Saturday, June 12, 2010

Hide the ball (#498)

This is a term used in law classes when professors would only give out slim clues as answers. In essence they were hiding the ball in hopes that the law students would figure it out by themselves. This is barely okay in a setting like that but to hide the ball as a way to keep people ill-informed is dastardly and cowardly. Why some people feel a need to lord over others in an unfair and delusional way is troubling. Insecurity by one party is no excuse to thwart natural growth in another party. Knowledge is an accumulation of ideas and process' belonging to all of us. No one should deny or dilute it's understanding. I often rationalize that curiosity is one of a twin fork of human traits, along with compassion, instinctual to all of us. If we are not allowed to be curious and learn from knowledge we are only damaging the human race for whatever purpose. It would seem insignificant any variation of purpose valid to deny positive human nature. Selfishness and power are the two ingratiating purposes that come to mind, however there are myriad others.

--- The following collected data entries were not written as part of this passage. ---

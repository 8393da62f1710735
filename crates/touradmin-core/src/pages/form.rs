//! Add/edit form for one resource.

use std::path::PathBuf;

use chrono::{DateTime, Utc};
use serde_json::{Number, Value};
use thiserror::Error;
use tracing::{debug, warn};

use crate::api::{FileUpload, ResourceApi, Submission};
use crate::auth::SessionGuard;
use crate::resources::{value_to_input, FieldKind, FieldSpec, Record, ResourceKind};
use crate::routes::Route;

use super::{guarded, next_ticket, LoadStatus, PageOutcome};

#[derive(Debug, Clone, PartialEq, Eq)]
pub enum FormMode {
    Create,
    Edit(String),
}

#[derive(Error, Debug, Clone, PartialEq, Eq)]
pub enum FormError {
    #[error("{0} is required")]
    Required(&'static str),

    #[error("{0} must be a number")]
    InvalidNumber(&'static str),
}

#[derive(Debug, Clone)]
pub struct FormPage {
    kind: ResourceKind,
    mode: FormMode,
    values: Vec<String>,
    /// Values as loaded, so unchanged image URLs are not re-uploaded
    original: Vec<String>,
    focus: usize,
    status: LoadStatus,
    error: Option<String>,
    submitting: bool,
    pending: Option<u64>,
}

impl FormPage {
    pub fn create(kind: ResourceKind) -> Self {
        Self::with_mode(kind, FormMode::Create, LoadStatus::Loaded)
    }

    /// Edit form; `load` fetches the record and hydrates the inputs
    pub fn edit(kind: ResourceKind, id: String) -> Self {
        Self::with_mode(kind, FormMode::Edit(id), LoadStatus::Loading)
    }

    fn with_mode(kind: ResourceKind, mode: FormMode, status: LoadStatus) -> Self {
        let values: Vec<String> = kind
            .fields()
            .iter()
            .map(|spec| match spec.kind {
                FieldKind::Bool => "false".to_string(),
                _ => String::new(),
            })
            .collect();
        Self {
            kind,
            mode,
            original: values.clone(),
            values,
            focus: 0,
            status,
            error: None,
            submitting: false,
            pending: None,
        }
    }

    pub fn kind(&self) -> ResourceKind {
        self.kind
    }

    pub fn mode(&self) -> &FormMode {
        &self.mode
    }

    pub fn status(&self) -> &LoadStatus {
        &self.status
    }

    pub fn error(&self) -> Option<&str> {
        self.error.as_deref()
    }

    pub fn is_submitting(&self) -> bool {
        self.submitting
    }

    pub fn fields(&self) -> &'static [FieldSpec] {
        self.kind.fields()
    }

    pub fn value(&self, index: usize) -> &str {
        self.values.get(index).map(String::as_str).unwrap_or("")
    }

    pub fn focus(&self) -> usize {
        self.focus
    }

    pub fn focused_field(&self) -> Option<&'static FieldSpec> {
        self.fields().get(self.focus)
    }

    pub fn route(&self) -> Route {
        match &self.mode {
            FormMode::Create => Route::Add(self.kind),
            FormMode::Edit(id) => Route::Edit(self.kind, id.clone()),
        }
    }

    /// Fill the inputs from a fetched record
    pub fn hydrate(&mut self, record: &Record) {
        for (value, spec) in self.values.iter_mut().zip(self.kind.fields()) {
            *value = match (spec.kind, record.get(spec.name)) {
                (FieldKind::Bool, Some(Value::Bool(b))) => b.to_string(),
                (FieldKind::Bool, Some(Value::String(s))) => (s == "true").to_string(),
                (FieldKind::Bool, _) => "false".to_string(),
                (_, Some(v)) => value_to_input(v),
                (_, None) => String::new(),
            };
        }
        self.original = self.values.clone();
    }

    pub fn focus_next(&mut self) {
        if self.focus + 1 < self.values.len() {
            self.focus += 1;
        }
    }

    pub fn focus_prev(&mut self) {
        self.focus = self.focus.saturating_sub(1);
    }

    pub fn input_char(&mut self, c: char) {
        let Some(spec) = self.focused_field() else {
            return;
        };
        if spec.kind == FieldKind::Bool {
            if c == ' ' {
                self.toggle_bool();
            }
            return;
        }
        if let Some(value) = self.values.get_mut(self.focus) {
            value.push(c);
            self.error = None;
        }
    }

    pub fn backspace(&mut self) {
        if self.focused_field().map(|s| s.kind) == Some(FieldKind::Bool) {
            return;
        }
        if let Some(value) = self.values.get_mut(self.focus) {
            value.pop();
        }
    }

    /// Line break, only in multi-line fields. Returns whether one was added.
    pub fn newline(&mut self) -> bool {
        match self.focused_field() {
            Some(spec) if spec.kind.is_multiline() => {
                if let Some(value) = self.values.get_mut(self.focus) {
                    value.push('\n');
                }
                true
            }
            _ => false,
        }
    }

    pub fn toggle_bool(&mut self) {
        if self.focused_field().map(|s| s.kind) != Some(FieldKind::Bool) {
            return;
        }
        if let Some(value) = self.values.get_mut(self.focus) {
            *value = (value != "true").to_string();
        }
    }

    /// Required fields must be non-blank and number fields must parse.
    pub fn validate(&self) -> Result<(), FormError> {
        for (spec, value) in self.kind.fields().iter().zip(&self.values) {
            let value = value.trim();
            if spec.required && value.is_empty() {
                return Err(FormError::Required(spec.label));
            }
            if spec.kind == FieldKind::Number && !value.is_empty() && parse_number(value).is_none() {
                return Err(FormError::InvalidNumber(spec.label));
            }
        }
        Ok(())
    }

    /// Body for the create/update request. Multipart when an image field
    /// holds a newly entered local file path.
    pub fn submission(&self) -> Result<Submission, FormError> {
        self.validate()?;

        let specs = self.kind.fields();
        let uploads: Vec<FileUpload> = specs
            .iter()
            .enumerate()
            .filter(|(i, spec)| spec.kind == FieldKind::Image && self.is_new_file(*i))
            .map(|(i, spec)| FileUpload {
                field: spec.name.to_string(),
                path: PathBuf::from(self.values[i].trim()),
            })
            .collect();

        if uploads.is_empty() {
            let mut record = Record::new();
            for (spec, value) in specs.iter().zip(&self.values) {
                record.insert(spec.name.to_string(), json_value(spec, value));
            }
            return Ok(Submission::Json(record));
        }

        let fields = specs
            .iter()
            .zip(&self.values)
            .filter(|(spec, _)| !uploads.iter().any(|u| u.field == spec.name))
            .filter(|(spec, value)| !(spec.kind == FieldKind::Number && value.trim().is_empty()))
            .map(|(spec, value)| (spec.name.to_string(), text_value(spec, value)))
            .collect();

        Ok(Submission::Multipart {
            fields,
            files: uploads,
        })
    }

    /// Validate and mark a submit as in flight. `None` when a submit is
    /// already running or validation failed (the message is in `error`).
    pub fn begin_submit(&mut self) -> Option<(u64, Submission)> {
        if self.submitting || self.status.is_loading() {
            return None;
        }
        match self.submission() {
            Ok(body) => {
                let ticket = next_ticket();
                self.pending = Some(ticket);
                self.submitting = true;
                self.error = None;
                Some((ticket, body))
            }
            Err(e) => {
                self.error = Some(e.to_string());
                None
            }
        }
    }

    /// Success returns to the resource list; failure stays on the form.
    pub fn finish_submit(&mut self, ticket: u64, outcome: PageOutcome<Record>) -> Option<Route> {
        if !self.accepts(ticket) {
            debug!(kind = self.kind.slug(), ticket, "Discarding stale save response");
            return None;
        }
        self.pending = None;
        self.submitting = false;
        match outcome {
            PageOutcome::Ready(_) => Some(Route::List(self.kind)),
            PageOutcome::Redirect(route) => Some(route),
            PageOutcome::Failed(msg) => {
                warn!(kind = self.kind.slug(), "Save failed, staying on form");
                self.error = Some(msg);
                None
            }
        }
    }

    pub async fn submit(
        &mut self,
        guard: &mut SessionGuard,
        api: &dyn ResourceApi,
        now: DateTime<Utc>,
    ) -> Option<Route> {
        let (ticket, body) = self.begin_submit()?;
        let kind = self.kind;
        let mode = self.mode.clone();
        let outcome = guarded(guard, now, |token| async move {
            match mode {
                FormMode::Create => api.create(&token, kind, body).await,
                FormMode::Edit(id) => api.update(&token, kind, &id, body).await,
            }
        })
        .await;
        self.finish_submit(ticket, outcome)
    }

    /// Start fetching the record being edited. `None` in create mode.
    pub fn start_load(&mut self) -> Option<(u64, String)> {
        let FormMode::Edit(id) = &self.mode else {
            return None;
        };
        let id = id.clone();
        let ticket = next_ticket();
        self.pending = Some(ticket);
        self.status = LoadStatus::Loading;
        Some((ticket, id))
    }

    pub fn accepts(&self, ticket: u64) -> bool {
        self.pending == Some(ticket)
    }

    pub fn apply_load(&mut self, ticket: u64, outcome: PageOutcome<Record>) -> Option<Route> {
        if !self.accepts(ticket) {
            debug!(kind = self.kind.slug(), ticket, "Discarding stale record response");
            return None;
        }
        self.pending = None;
        match outcome {
            PageOutcome::Ready(record) => {
                self.hydrate(&record);
                self.status = LoadStatus::Loaded;
                None
            }
            PageOutcome::Failed(msg) => {
                self.status = LoadStatus::Failed(msg);
                None
            }
            PageOutcome::Redirect(route) => Some(route),
        }
    }

    /// Edit mode fetch. Create mode still runs the session check.
    pub async fn load(
        &mut self,
        guard: &mut SessionGuard,
        api: &dyn ResourceApi,
        now: DateTime<Utc>,
    ) -> Option<Route> {
        let Some((ticket, id)) = self.start_load() else {
            return guard.mount(now).err();
        };
        let kind = self.kind;
        let outcome = guarded(guard, now, |token| async move {
            api.fetch(&token, kind, &id).await
        })
        .await;
        self.apply_load(ticket, outcome)
    }

    fn is_new_file(&self, index: usize) -> bool {
        let value = self.values[index].trim();
        !value.is_empty() && value != self.original[index].trim() && !is_remote(value)
    }
}

fn is_remote(value: &str) -> bool {
    ["http://", "https://", "data:"]
        .iter()
        .any(|scheme| value.starts_with(scheme))
}

fn parse_number(value: &str) -> Option<Number> {
    if let Ok(n) = value.parse::<i64>() {
        return Some(Number::from(n));
    }
    value.parse::<f64>().ok().and_then(Number::from_f64)
}

fn json_value(spec: &FieldSpec, value: &str) -> Value {
    let trimmed = value.trim();
    match spec.kind {
        FieldKind::Bool => Value::Bool(trimmed == "true"),
        FieldKind::Number => parse_number(trimmed).map(Value::Number).unwrap_or(Value::Null),
        FieldKind::TextArea | FieldKind::RichText => Value::String(value.to_string()),
        _ => Value::String(trimmed.to_string()),
    }
}

fn text_value(spec: &FieldSpec, value: &str) -> String {
    match spec.kind {
        FieldKind::TextArea | FieldKind::RichText => value.to_string(),
        _ => value.trim().to_string(),
    }
}
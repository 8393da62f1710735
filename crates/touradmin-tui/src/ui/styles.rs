use ratatui::style::{Color, Modifier, Style};

// Color palette
pub const PRIMARY: Color = Color::Rgb(32, 150, 170);
pub const SECONDARY: Color = Color::Rgb(96, 170, 96);
pub const ACCENT: Color = Color::Rgb(220, 160, 60);
pub const ERROR: Color = Color::Rgb(200, 64, 64);
pub const MUTED: Color = Color::Rgb(128, 128, 128);
pub const HIGHLIGHT: Color = Color::Rgb(40, 52, 64);

// Styles
pub fn title_style() -> Style {
    Style::default().fg(PRIMARY).add_modifier(Modifier::BOLD)
}

pub fn selected_style() -> Style {
    Style::default().bg(HIGHLIGHT).add_modifier(Modifier::BOLD)
}

pub fn list_item_style() -> Style {
    Style::default().fg(Color::White)
}

pub fn muted_style() -> Style {
    Style::default().fg(MUTED)
}

pub fn highlight_style() -> Style {
    Style::default().fg(ACCENT)
}

pub fn success_style() -> Style {
    Style::default().fg(SECONDARY)
}

pub fn error_style() -> Style {
    Style::default().fg(ERROR)
}

/// Countdown in the last minutes of a session
pub fn warning_style() -> Style {
    Style::default().fg(ACCENT).add_modifier(Modifier::BOLD)
}

/// Sidebar entry for the current route
pub fn active_style() -> Style {
    Style::default().fg(PRIMARY).add_modifier(Modifier::BOLD)
}

pub fn header_style() -> Style {
    Style::default()
        .fg(PRIMARY)
        .add_modifier(Modifier::BOLD | Modifier::UNDERLINED)
}

pub fn border_style(focused: bool) -> Style {
    if focused {
        Style::default().fg(PRIMARY)
    } else {
        Style::default().fg(MUTED)
    }
}

pub fn search_style() -> Style {
    Style::default().fg(ACCENT)
}

pub fn status_bar_style() -> Style {
    Style::default().bg(Color::Rgb(32, 32, 40)).fg(Color::White)
}

pub fn help_key_style() -> Style {
    Style::default().fg(ACCENT).add_modifier(Modifier::BOLD)
}

pub fn help_desc_style() -> Style {
    Style::default().fg(Color::White)
}
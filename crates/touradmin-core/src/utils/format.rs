use chrono::Duration;

/// Truncate a string to a maximum length, adding ellipsis if needed
pub fn truncate_string(s: &str, max_len: usize) -> String {
    if s.chars().count() <= max_len {
        s.to_string()
    } else if max_len <= 3 {
        s.chars().take(max_len).collect()
    } else {
        let truncated: String = s.chars().take(max_len - 3).collect();
        format!("{}...", truncated)
    }
}

/// Format a date string to a more readable format
pub fn format_date(date: &str) -> String {
    // Try to parse ISO format and convert to readable
    if let Ok(dt) = chrono::DateTime::parse_from_rfc3339(date) {
        dt.format("%b %d, %Y").to_string()
    } else if date.len() >= 10 && date.is_char_boundary(10) {
        // Try to parse YYYY-MM-DD format
        date[..10].to_string()
    } else {
        date.to_string()
    }
}

/// Remaining session time as `mm:ss`, or `h:mm:ss` from one hour up.
/// Negative durations read as zero.
pub fn format_countdown(remaining: Duration) -> String {
    let total = remaining.num_seconds().max(0);
    let hours = total / 3600;
    let minutes = (total % 3600) / 60;
    let seconds = total % 60;
    if hours > 0 {
        format!("{}:{:02}:{:02}", hours, minutes, seconds)
    } else {
        format!("{:02}:{:02}", minutes, seconds)
    }
}

/// Case-insensitive substring match
pub fn contains_ignore_case(haystack: &str, needle: &str) -> bool {
    haystack.to_lowercase().contains(&needle.to_lowercase())
}

/// Flatten backend-supplied HTML into plain text for the terminal.
///
/// Block-level closing tags and `<br>` become line breaks, other tags are
/// dropped, and the common entities are decoded.
pub fn strip_html(html: &str) -> String {
    let mut out = String::with_capacity(html.len());
    let mut chars = html.chars().peekable();

    while let Some(c) = chars.next() {
        if c != '<' {
            out.push(c);
            continue;
        }
        let mut tag = String::new();
        for t in chars.by_ref() {
            if t == '>' {
                break;
            }
            tag.push(t);
        }
        let name: String = tag
            .trim_start_matches('/')
            .chars()
            .take_while(|ch| ch.is_ascii_alphanumeric())
            .collect::<String>()
            .to_ascii_lowercase();
        let closing = tag.starts_with('/');
        let breaks_line = match name.as_str() {
            "br" => true,
            "p" | "div" | "li" | "h1" | "h2" | "h3" | "h4" | "h5" | "h6" | "tr" => closing,
            _ => false,
        };
        if breaks_line && !out.ends_with('\n') {
            out.push('\n');
        }
        if name == "li" && !closing {
            out.push_str("• ");
        }
    }

    let decoded = out
        .replace("&nbsp;", " ")
        .replace("&lt;", "<")
        .replace("&gt;", ">")
        .replace("&quot;", "\"")
        .replace("&#39;", "'")
        .replace("&amp;", "&");

    decoded
        .lines()
        .map(str::trim_end)
        .collect::<Vec<_>>()
        .join("\n")
        .trim()
        .to_string()
}
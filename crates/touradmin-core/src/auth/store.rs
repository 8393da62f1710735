use std::path::PathBuf;
use std::sync::Mutex;

use anyhow::{Context, Result};
use chrono::{DateTime, Utc};
use serde::{Deserialize, Serialize};
use tracing::debug;

/// Session file name in cache directory
const SESSION_FILE: &str = "session.json";

/// Persistent home of the bearer token, shared by every page.
pub trait TokenStore: Send + Sync {
    /// Read the stored token, if any
    fn load(&self) -> Result<Option<String>>;

    /// Replace the stored token
    fn save(&self, token: &str) -> Result<()>;

    /// Remove the stored token. Clearing an empty store is not an error.
    fn clear(&self) -> Result<()>;
}

#[derive(Debug, Clone, Serialize, Deserialize)]
struct StoredSession {
    token: String,
    saved_at: DateTime<Utc>,
}

/// Token persisted as JSON in the cache directory.
pub struct FileTokenStore {
    cache_dir: PathBuf,
}

impl FileTokenStore {
    pub fn new(cache_dir: PathBuf) -> Self {
        Self { cache_dir }
    }

    fn session_path(&self) -> PathBuf {
        self.cache_dir.join(SESSION_FILE)
    }
}

impl TokenStore for FileTokenStore {
    fn load(&self) -> Result<Option<String>> {
        let path = self.session_path();
        if !path.exists() {
            return Ok(None);
        }
        let contents = std::fs::read_to_string(&path).context("Failed to read session file")?;
        let stored: StoredSession =
            serde_json::from_str(&contents).context("Failed to parse session file")?;
        debug!(saved_at = %stored.saved_at, "Session file loaded");
        Ok(Some(stored.token))
    }

    fn save(&self, token: &str) -> Result<()> {
        let path = self.session_path();
        if let Some(parent) = path.parent() {
            std::fs::create_dir_all(parent)?;
        }
        let stored = StoredSession {
            token: token.to_string(),
            saved_at: Utc::now(),
        };
        let contents = serde_json::to_string_pretty(&stored)?;
        std::fs::write(path, contents).context("Failed to write session file")?;
        Ok(())
    }

    fn clear(&self) -> Result<()> {
        let path = self.session_path();
        if path.exists() {
            std::fs::remove_file(path).context("Failed to remove session file")?;
        }
        Ok(())
    }
}

/// In-process token store; nothing survives a restart.
#[derive(Default)]
pub struct MemoryTokenStore {
    token: Mutex<Option<String>>,
}

impl MemoryTokenStore {
    pub fn new() -> Self {
        Self::default()
    }

    pub fn with_token(token: impl Into<String>) -> Self {
        Self {
            token: Mutex::new(Some(token.into())),
        }
    }

    fn slot(&self) -> Result<std::sync::MutexGuard<'_, Option<String>>> {
        self.token
            .lock()
            .map_err(|_| anyhow::anyhow!("Token store lock poisoned"))
    }
}

impl TokenStore for MemoryTokenStore {
    fn load(&self) -> Result<Option<String>> {
        Ok(self.slot()?.clone())
    }

    fn save(&self, token: &str) -> Result<()> {
        *self.slot()? = Some(token.to_string());
        Ok(())
    }

    fn clear(&self) -> Result<()> {
        *self.slot()? = None;
        Ok(())
    }
}

#[cfg(test)]
mod tests {
    use super::*;

    fn scratch_dir(name: &str) -> PathBuf {
        let dir = std::env::temp_dir().join(format!(
            "touradmin-store-{}-{}",
            name,
            std::process::id()
        ));
        let _ = std::fs::remove_dir_all(&dir);
        dir
    }

    #[test]
    fn test_file_store_save_load_clear() {
        let dir = scratch_dir("roundtrip");
        let store = FileTokenStore::new(dir.clone());

        assert_eq!(store.load().expect("load empty"), None);

        store.save("abc.def.ghi").expect("save");
        assert_eq!(store.load().expect("load"), Some("abc.def.ghi".to_string()));

        store.clear().expect("clear");
        assert_eq!(store.load().expect("load cleared"), None);

        // Clearing twice is fine
        store.clear().expect("clear again");
        let _ = std::fs::remove_dir_all(dir);
    }

    #[test]
    fn test_file_store_rejects_corrupt_file() {
        let dir = scratch_dir("corrupt");
        std::fs::create_dir_all(&dir).expect("create dir");
        std::fs::write(dir.join(SESSION_FILE), "not json").expect("write");

        let store = FileTokenStore::new(dir.clone());
        assert!(store.load().is_err());
        let _ = std::fs::remove_dir_all(dir);
    }

    #[test]
    fn test_memory_store() {
        let store = MemoryTokenStore::with_token("t1");
        assert_eq!(store.load().expect("load"), Some("t1".to_string()));
        store.save("t2").expect("save");
        assert_eq!(store.load().expect("load"), Some("t2".to_string()));
        store.clear().expect("clear");
        assert_eq!(store.load().expect("load"), None);
    }
}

What exists in our minds outside a common respect for each other is indicative of the lack of discipline we allow our thought processes to entertain. Principles of virtue should be our bedrock of thought and courage should be reflective of our actions. All of us have the better and best within us, we do not need to wait for some signal to snap us to know this. Our knowledge tells us what we can do and giving our knowledge is how we get there.